Old people, fat people and Southerners. It’s always open season on them and nobody has even considered passing laws, creating regulations or invoking rules of respect for these soft targets that can’t effectively defend themselves against wholesale mockery. I guess I should say I think Southerners sometimes enjoy the generalization because it allows them to gain the upper hand over competitors who assume them dull witted. It’s still wrong but nearly universally accepted as good, innocent fun.
But oh, do we ever worry about pretty young women! Until they get old, that is. And of course, pretty young women with Southern accents are the best targets of them all.
When I was in my twenties and thirties, before my Grandma Georgia was victimized by Alzheimer’s and eventually died, I remember asking her to tell me about her life.
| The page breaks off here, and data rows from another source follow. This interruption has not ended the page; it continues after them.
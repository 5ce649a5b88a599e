//! Audio-reactive particle pool.
//!
//! A preallocated arena with a logical active count: growing and
//! shrinking just move the count, respawns recycle slots in place, and
//! the flat instance buffer is refilled rather than rebuilt. Nothing
//! here allocates per frame once the pool has warmed up.

use glam::Vec3;
use rand::Rng;
use std::collections::VecDeque;

use crate::scene::choreography::{DeathRate, Levels};

/// Backing capacity; the active count never exceeds this.
pub const MAX_PARTICLES: usize = 7_000;
/// Active-count floor.
pub const MIN_PARTICLES: usize = 3_000;

/// Drive-stem energy below this keeps the pool at the floor.
const COUNT_ENERGY_FLOOR: f32 = 0.05;
/// Slots added/removed per update at most, so count changes read as a
/// swell instead of a pop.
const COUNT_STEP: usize = 100;

/// World half-extent; any axis beyond this reflects inward.
const WORLD_BOUND: f32 = 50.0;
const BOUNCE: f32 = -0.9;

/// Per-tick velocity damping at 60Hz.
const DAMPING: f32 = 0.98;

const LIFETIME_MIN: f32 = 0.75;
const LIFETIME_MAX: f32 = 5.0;
const TRAIL_CAP: usize = 30;
const TRAIL_CHANCE: f32 = 0.7;

const OUTWARD_FORCE: f32 = 1.6;
const PULL_FORCE: f32 = 9.0;
const ORBIT_SPEED: f32 = 3.5;
const ORBIT_SPRING: f32 = 1.8;
const JITTER_FORCE: f32 = 6.0;
const BURST_IMPULSE: f32 = 14.0;
/// Transient score that counts as a hit worth bursting on.
const BURST_TRANSIENT_GATE: f32 = 0.5;

/// How fast the serum size factor chases its target.
const SIZE_FACTOR_ALPHA: f32 = 0.1;

const BASE_COLOR: Vec3 = Vec3::new(0.85, 0.85, 0.92);
const BASS_HUE: Vec3 = Vec3::new(1.0, 0.45, 0.2);
const TIMELINE_HUE: Vec3 = Vec3::new(0.3, 0.5, 1.0);

/// Everything the pool needs for one update, pre-digested from the
/// stem snapshots by the director.
pub struct PoolInputs<'a> {
    pub dt: f32,
    pub levels: &'a Levels,
    /// Drive stem overall energy (count, orbit, size factor, speed).
    pub drive_energy: f32,
    pub drive_active: bool,
    pub bass_energy: f32,
    pub kick: f32,
    /// Jitter stem overall energy (vertical wobble).
    pub jitter_energy: f32,
    pub transient: f32,
    /// Spawn origin: the core body's current position.
    pub origin: Vec3,
}

struct Particle {
    pos: Vec3,
    vel: Vec3,
    life: f32,
    lifetime: f32,
    base_size: f32,
    size: f32,
    color: Vec3,
    has_trail: bool,
    trail: VecDeque<Vec3>,
}

impl Particle {
    fn spawn(rng: &mut impl Rng, origin: Vec3) -> Self {
        let mut p = Self {
            pos: Vec3::ZERO,
            vel: Vec3::ZERO,
            life: 1.0,
            lifetime: 1.0,
            base_size: 1.0,
            size: 1.0,
            color: BASE_COLOR,
            has_trail: rng.random::<f32>() < TRAIL_CHANCE,
            trail: VecDeque::with_capacity(TRAIL_CAP),
        };
        p.respawn(rng, origin);
        p
    }

    fn respawn(&mut self, rng: &mut impl Rng, origin: Vec3) {
        self.pos = origin + random_unit(rng) * rng.random_range(0.0..0.5);
        self.vel = random_unit(rng) * rng.random_range(0.5..3.0);
        self.life = 1.0;
        self.lifetime = rng.random_range(LIFETIME_MIN..LIFETIME_MAX);
        self.base_size = rng.random_range(0.5..2.0);
        self.size = self.base_size;
        self.color = BASE_COLOR;
        self.trail.clear();
    }
}

/// Uniformly distributed direction on the unit sphere.
fn random_unit(rng: &mut impl Rng) -> Vec3 {
    loop {
        let v = Vec3::new(
            rng.random_range(-1.0..1.0),
            rng.random_range(-1.0..1.0),
            rng.random_range(-1.0..1.0),
        );
        let len_sq = v.length_squared();
        if len_sq > 1e-6 && len_sq <= 1.0 {
            return v / len_sq.sqrt();
        }
    }
}

/// One particle's slice of the flat render buffer.
#[repr(C)]
#[derive(Clone, Copy, bytemuck::Pod, bytemuck::Zeroable)]
pub struct ParticleInstance {
    pub position: [f32; 3],
    pub size: f32,
    pub color: [f32; 3],
    pub life: f32,
}

/// A fading trail polyline for one particle.
pub struct TrailStrip<'a> {
    pub points: &'a VecDeque<Vec3>,
    pub color: Vec3,
    pub thickness: f32,
}

pub struct ParticlePool {
    particles: Vec<Particle>,
    active: usize,
    size_factor: f32,
    trail_thickness: f32,
    instances: Vec<ParticleInstance>,
}

impl ParticlePool {
    pub fn new() -> Self {
        let mut rng = rand::rng();
        let particles = (0..MAX_PARTICLES)
            .map(|_| Particle::spawn(&mut rng, Vec3::ZERO))
            .collect();
        Self {
            particles,
            active: MIN_PARTICLES,
            size_factor: 1.0,
            trail_thickness: 1.0,
            instances: Vec::with_capacity(MAX_PARTICLES),
        }
    }

    pub fn active_count(&self) -> usize {
        self.active
    }

    /// Pool size target for the current drive energy and ceiling.
    fn target_count(&self, drive_energy: f32, ceiling: usize) -> usize {
        if drive_energy <= COUNT_ENERGY_FLOOR {
            return MIN_PARTICLES;
        }
        let t = ((drive_energy - COUNT_ENERGY_FLOOR) / (1.0 - COUNT_ENERGY_FLOOR)).min(1.0);
        MIN_PARTICLES + (t * (ceiling - MIN_PARTICLES) as f32) as usize
    }

    pub fn update(&mut self, inputs: &PoolInputs) {
        let mut rng = rand::rng();
        let dt = inputs.dt;
        let levels = inputs.levels;

        // Elastic count, stepped so swells aren't pops
        let target = self.target_count(inputs.drive_energy, levels.particle_ceiling);
        if self.active < target {
            let grown = (self.active + COUNT_STEP).min(target);
            for p in &mut self.particles[self.active..grown] {
                p.respawn(&mut rng, inputs.origin);
            }
            self.active = grown;
        } else if self.active > target {
            self.active = self.active.saturating_sub(COUNT_STEP).max(target);
        }

        // Serum size factor: 3x when the drive stem is silent, 1x at
        // full energy, chased rather than snapped
        let factor_target = 3.0 - 2.0 * inputs.drive_energy.clamp(0.0, 1.0);
        self.size_factor += (factor_target - self.size_factor) * SIZE_FACTOR_ALPHA;

        self.trail_thickness = (0.5 + inputs.drive_energy * 2.0) * levels.trail_spike;

        let drive_active = inputs.drive_active && !levels.drive_disabled;
        let orbit_radius = 8.0 + inputs.drive_energy * 12.0;
        let burst = levels.burst || inputs.transient > BURST_TRANSIENT_GATE;
        let burst_strength = if levels.burst { 1.0 } else { inputs.transient };
        let damping = DAMPING.powf(dt * 60.0);
        let size_scale =
            (0.5 + inputs.bass_energy * 1.0 + inputs.kick * 0.5) * self.size_factor;

        let death_rate = match levels.death_rate {
            DeathRate::Scripted(rate) => rate,
            DeathRate::StemDelegated => inputs.drive_energy * 1.5,
        };

        for (index, p) in self.particles[..self.active].iter_mut().enumerate() {
            let radial = p.pos;
            let dist = radial.length();
            let outward = if dist > 1e-4 { radial / dist } else { Vec3::ZERO };

            if levels.pull_strength > 0.0 {
                p.vel -= outward * PULL_FORCE * levels.pull_strength * dt;
            } else {
                p.vel += outward * OUTWARD_FORCE * dt;

                if drive_active && index % 2 == 0 {
                    let tangent = Vec3::new(-p.pos.z, 0.0, p.pos.x).normalize_or_zero();
                    p.vel += tangent * ORBIT_SPEED * dt;
                    p.vel += outward * (orbit_radius - dist) * ORBIT_SPRING * dt;
                }
            }

            if inputs.jitter_energy > 0.0 {
                p.vel.y +=
                    rng.random_range(-1.0..1.0) * inputs.jitter_energy * JITTER_FORCE * dt;
            }

            if burst {
                // A particle sitting at the exact center has no outward
                // direction; give it a random one
                let dir = if dist > 1e-4 {
                    outward
                } else {
                    random_unit(&mut rng)
                };
                p.vel += dir * BURST_IMPULSE * burst_strength * dt;
            }

            p.vel *= damping;
            // Drive stem speeds displacement up without feeding back
            // into the velocity integrator
            p.pos += p.vel * dt * (1.0 + inputs.drive_energy * 0.5);

            // Reflect off the world bounds with 10% energy loss
            if p.pos.x.abs() > WORLD_BOUND {
                p.pos.x *= BOUNCE;
            }
            if p.pos.y.abs() > WORLD_BOUND {
                p.pos.y *= BOUNCE;
            }
            if p.pos.z.abs() > WORLD_BOUND {
                p.pos.z *= BOUNCE;
            }

            p.size = p.base_size * size_scale;
            p.color = BASE_COLOR
                .lerp(BASS_HUE, inputs.bass_energy.clamp(0.0, 1.0))
                .lerp(TIMELINE_HUE, levels.timeline_hue);

            if p.has_trail {
                if p.trail.len() == TRAIL_CAP {
                    p.trail.pop_front();
                }
                p.trail.push_back(p.pos);
            }

            p.life -= dt * death_rate / p.lifetime;
            if p.life <= 0.0 {
                p.respawn(&mut rng, inputs.origin);
            }
            p.life = p.life.clamp(0.0, 1.0);
        }
    }

    /// Per-particle instances without touching the cached buffer.
    pub fn instances(&self) -> impl Iterator<Item = ParticleInstance> + '_ {
        self.particles[..self.active].iter().map(|p| ParticleInstance {
            position: p.pos.to_array(),
            size: p.size,
            color: p.color.to_array(),
            life: p.life,
        })
    }

    /// Flat per-particle instances for the renderer, refilled in place.
    pub fn render_buffer(&mut self) -> &[ParticleInstance] {
        self.instances.clear();
        self.instances
            .extend(self.particles[..self.active].iter().map(|p| ParticleInstance {
                position: p.pos.to_array(),
                size: p.size,
                color: p.color.to_array(),
                life: p.life,
            }));
        &self.instances
    }

    /// Trails for every active particle that carries one.
    pub fn trails(&self) -> impl Iterator<Item = TrailStrip<'_>> {
        let thickness = self.trail_thickness;
        self.particles[..self.active]
            .iter()
            .filter(|p| p.has_trail && p.trail.len() > 1)
            .map(move |p| TrailStrip {
                points: &p.trail,
                color: p.color,
                thickness,
            })
    }
}

impl Default for ParticlePool {
    fn default() -> Self {
        Self::new()
    }
}

#[cfg(test)]
mod tests {
    use super::*;
    use crate::scene::choreography;

    fn quiet_inputs(levels: &Levels) -> PoolInputs<'_> {
        PoolInputs {
            dt: 1.0 / 60.0,
            levels,
            drive_energy: 0.0,
            drive_active: false,
            bass_energy: 0.0,
            kick: 0.0,
            jitter_energy: 0.0,
            transient: 0.0,
            origin: Vec3::ZERO,
        }
    }

    #[test]
    fn count_stays_in_bounds() {
        let levels = choreography::at(100.0);
        let mut pool = ParticlePool::new();
        for energy in [0.0, 0.3, 1.0, 0.0, 1.0] {
            for _ in 0..200 {
                let inputs = PoolInputs {
                    drive_energy: energy,
                    ..quiet_inputs(&levels)
                };
                pool.update(&inputs);
                assert!(pool.active_count() >= MIN_PARTICLES);
                assert!(pool.active_count() <= MAX_PARTICLES);
            }
        }
    }

    #[test]
    fn count_converges_for_constant_energy() {
        let levels = choreography::at(100.0);
        let mut pool = ParticlePool::new();
        let inputs = PoolInputs {
            drive_energy: 0.5,
            ..quiet_inputs(&levels)
        };
        for _ in 0..200 {
            pool.update(&inputs);
        }
        let target = pool.target_count(0.5, levels.particle_ceiling);
        let settled = pool.active_count();
        assert!(
            settled.abs_diff(target) <= 1,
            "settled {settled}, target {target}"
        );
        pool.update(&inputs);
        assert!(pool.active_count().abs_diff(settled) <= 1);
    }

    #[test]
    fn burst_window_raises_ceiling_to_transient_max() {
        let mid_burst =
            (choreography::BURST_WINDOW.0 + choreography::BURST_WINDOW.1) / 2.0;
        let levels = choreography::at(mid_burst);
        let mut pool = ParticlePool::new();
        let inputs = PoolInputs {
            drive_energy: 1.0,
            ..quiet_inputs(&levels)
        };
        for _ in 0..100 {
            pool.update(&inputs);
        }
        assert_eq!(pool.active_count(), MAX_PARTICLES);
    }

    #[test]
    fn life_stays_normalized_and_pool_length_is_invariant() {
        // Delegated death phase with a loud drive stem kills fast
        let levels = choreography::at(choreography::DEATH_DELEGATE_FROM + 5.0);
        let mut pool = ParticlePool::new();
        let inputs = PoolInputs {
            drive_energy: 1.0,
            bass_energy: 1.0,
            kick: 1.0,
            transient: 1.0,
            ..quiet_inputs(&levels)
        };
        let len_before = pool.particles.len();
        for _ in 0..300 {
            pool.update(&inputs);
            for p in &pool.particles[..pool.active] {
                assert!((0.0..=1.0).contains(&p.life), "life {}", p.life);
            }
        }
        assert_eq!(pool.particles.len(), len_before);
    }

    #[test]
    fn particles_stay_reflected_inside_world_bounds() {
        let levels = choreography::at(100.0);
        let mut pool = ParticlePool::new();
        let inputs = PoolInputs {
            drive_energy: 1.0,
            transient: 1.0,
            jitter_energy: 1.0,
            ..quiet_inputs(&levels)
        };
        for _ in 0..600 {
            pool.update(&inputs);
        }
        for p in &pool.particles[..pool.active] {
            assert!(p.pos.x.abs() <= WORLD_BOUND * 1.01);
            assert!(p.pos.y.abs() <= WORLD_BOUND * 1.01);
            assert!(p.pos.z.abs() <= WORLD_BOUND * 1.01);
        }
    }

    #[test]
    fn trails_are_bounded_and_majority_assigned() {
        let levels = choreography::at(100.0);
        let mut pool = ParticlePool::new();
        let inputs = quiet_inputs(&levels);
        for _ in 0..50 {
            pool.update(&inputs);
        }
        let with_trail = pool.particles[..pool.active]
            .iter()
            .filter(|p| p.has_trail)
            .count();
        let share = with_trail as f32 / pool.active as f32;
        assert!(share > 0.6 && share < 0.8, "trail share {share}");
        for p in &pool.particles[..pool.active] {
            assert!(p.trail.len() <= TRAIL_CAP);
        }
    }

    #[test]
    fn render_buffer_matches_active_count() {
        let levels = choreography::at(100.0);
        let mut pool = ParticlePool::new();
        pool.update(&quiet_inputs(&levels));
        let count = pool.active_count();
        assert_eq!(pool.render_buffer().len(), count);
    }
}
She’d tell me where she was born and the names of her siblings. She’d answer any questions I asked but I didn’t ask the good ones. I think she did the best she could but she was no autobiographical fount of information and I was a lousy interviewer in those days. So, she’s gone and I really don’t know much about her and what I really wanted was a sense of what life was like in the first half of twentieth century America. And what concerns me is that I think I was an oddball in that respect. I don’t know anybody else who has expressed any great curiosity about the lives of their parents, grandparents and beyond. I don’t know anybody who has any interest in the wisdom acquired by our elders, their views of life and death and philosophies toward humanity. Who ever asks these questions of old people? I never have and before too long, if I’m lucky, I’ll be one.
I wonder what it’s like, keeping all those experiences, observations and philosophical conclusions to yourself because nobody cares enough to ask what you think? I’m already getting less likely to inject my opinions into conversations uninvited. I find myself getting quieter as I get older because it’s hard to get excited about the same old topics and it’s getting harder to find new ones of interest. And besides, who really cares what I think?
I’m marginalizing myself, I suppose. Not sure that’s a bad thing, I just find it kind of sad.
And maybe I’ve just answered the charge I posed myself in the first paragraph. It may be that the reason the elderly suffer indignity with grace and quiet acquiescence is because they’ve just reached a point where they just don’t much give a damn.
Still, it would be nice if someone did.